In this day and age, it’s easy to make fun of a show like the Emmys. There is a wealth of good-to-great TV shows, and variances in taste make it impossible to definitively come up with a list of nominees, let alone winners, that have some kind of consensus.
However, the Emmys, gods-bless-’em, keep trying to figure out how. Last year, they instituted blue-ribbon panels to come up with nominees, and since that failed miserably (any nomination for Grey’s Anatomy is a nomination too many), this year, they are trying a different approach.
They’ve turned the nominating process into an essay contest. No, seriously. An essay contest.

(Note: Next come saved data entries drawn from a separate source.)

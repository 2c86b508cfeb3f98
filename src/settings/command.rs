//! # Role command definitions.
//!
//! A [`RoleCommand`] describes the program the launcher starts for a role.
//! The scheduler stamps the [`LaunchMode`] onto a copy of the configured
//! command right before launching.

use std::fmt;
use std::path::PathBuf;
use std::time::Duration;

use crate::roles::Role;

/// How a role process is started.
#[derive(Clone, Copy, Debug, Default, PartialEq, Eq)]
pub enum LaunchMode {
    /// Roles without a leadership decision (search, task processor).
    #[default]
    Standalone,
    /// Web process holding the leader lock; performs first-time initialization.
    Leader,
    /// Web process started after the leader elsewhere became operational.
    Follower,
}

impl LaunchMode {
    /// Stable lowercase key, exported to children.
    pub const fn key(self) -> &'static str {
        match self {
            LaunchMode::Standalone => "standalone",
            LaunchMode::Leader => "leader",
            LaunchMode::Follower => "follower",
        }
    }
}

impl fmt::Display for LaunchMode {
    fn fmt(&self, f: &mut fmt::Formatter<'_>) -> fmt::Result {
        f.write_str(self.key())
    }
}

/// Program, arguments and environment used to start one role.
///
/// ## Example
/// ```rust
/// use std::time::Duration;
/// use rolevisor::{LaunchMode, Role, RoleCommand};
///
/// let cmd = RoleCommand::new(Role::Web, "/opt/app/bin/web")
///     .arg("--port=9000")
///     .env("JAVA_OPTS", "-Xmx512m")
///     .stop_timeout(Duration::from_secs(30));
///
/// assert_eq!(cmd.role(), Role::Web);
/// assert_eq!(cmd.mode(), LaunchMode::Standalone);
/// assert_eq!(cmd.with_mode(LaunchMode::Leader).mode(), LaunchMode::Leader);
/// ```
#[derive(Clone, Debug, PartialEq, Eq)]
pub struct RoleCommand {
    role: Role,
    program: PathBuf,
    args: Vec<String>,
    env: Vec<(String, String)>,
    working_dir: Option<PathBuf>,
    stop_timeout: Duration,
    mode: LaunchMode,
}

impl RoleCommand {
    /// Default time a process gets to exit after a graceful stop request.
    pub const DEFAULT_STOP_TIMEOUT: Duration = Duration::from_secs(60);

    /// Creates a command running `program` for `role`.
    pub fn new(role: Role, program: impl Into<PathBuf>) -> Self {
        Self {
            role,
            program: program.into(),
            args: Vec::new(),
            env: Vec::new(),
            working_dir: None,
            stop_timeout: Self::DEFAULT_STOP_TIMEOUT,
            mode: LaunchMode::Standalone,
        }
    }

    /// Appends an argument.
    #[must_use]
    pub fn arg(mut self, arg: impl Into<String>) -> Self {
        self.args.push(arg.into());
        self
    }

    /// Appends several arguments.
    #[must_use]
    pub fn args<I, S>(mut self, args: I) -> Self
    where
        I: IntoIterator<Item = S>,
        S: Into<String>,
    {
        self.args.extend(args.into_iter().map(Into::into));
        self
    }

    /// Adds an environment variable.
    #[must_use]
    pub fn env(mut self, key: impl Into<String>, value: impl Into<String>) -> Self {
        self.env.push((key.into(), value.into()));
        self
    }

    /// Sets the working directory of the child.
    #[must_use]
    pub fn current_dir(mut self, dir: impl Into<PathBuf>) -> Self {
        self.working_dir = Some(dir.into());
        self
    }

    /// Sets how long the launcher waits after a graceful stop request before killing.
    #[must_use]
    pub fn stop_timeout(mut self, timeout: Duration) -> Self {
        self.stop_timeout = timeout;
        self
    }

    /// Returns a copy stamped with `mode`.
    #[must_use]
    pub fn with_mode(mut self, mode: LaunchMode) -> Self {
        self.mode = mode;
        self
    }

    /// Role this command starts.
    pub fn role(&self) -> Role {
        self.role
    }

    /// Program to execute.
    pub fn program(&self) -> &std::path::Path {
        &self.program
    }

    /// Program arguments.
    pub fn arguments(&self) -> &[String] {
        &self.args
    }

    /// Extra environment variables.
    pub fn envs(&self) -> &[(String, String)] {
        &self.env
    }

    /// Working directory, if set.
    pub fn working_dir(&self) -> Option<&std::path::Path> {
        self.working_dir.as_deref()
    }

    /// Grace period granted after a graceful stop request.
    pub fn graceful_timeout(&self) -> Duration {
        self.stop_timeout
    }

    /// Launch mode stamped by the scheduler.
    pub fn mode(&self) -> LaunchMode {
        self.mode
    }
}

Academy insiders said the new essay rule was introduced to address last year’s concern that serialized shows like “Lost” fare poorly in the blue ribbon screenings — where the show’s complex mythology baffles voters who haven’t been watching.
Now, producers will be given a chance to briefly explain the context of the episode they’ve submitted. Essays can be as long as 250 words (handy for a heavily layered show like “Lost” or “Heroes”) or as few as five words (for shows that are self-explanatory, like “CSI”).
Translation: we give up. We don’t want to be bothered with understanding your goddamned complex show with its huge, crazy-ass backstory and mythology. You want a fucking Emmy nomination? Then tell us why that smoking hot blond-haired model who posed for Playboy is a robot that only the twitchy, greasy-haired guy can see. Tell us why we need to be bothered with the girl detective. Tell us why we should care about the Baltimore police force or the fast-talking single mom who raised her daughter by herself?
Because we don’t want to be bothered with learning the backstory of these weird-ass shows. Hell we don’t want to be bothered with actually watching these shows. Unless they’re set in a hospital or crime lab. We understand those places. Hey, why couldn’t the girl detective work in a crime lab? Or maybe be a candy-striper for a crusty, cranky (but lovable) doctor?
So instead of showing us your series, please tell us about your series. You see, we read once that Television has become a writer’s medium, so we figure that the people who can write the best about TV should get nominated.
It makes way more sense than actually taking the time to watch the shows, don’t you think?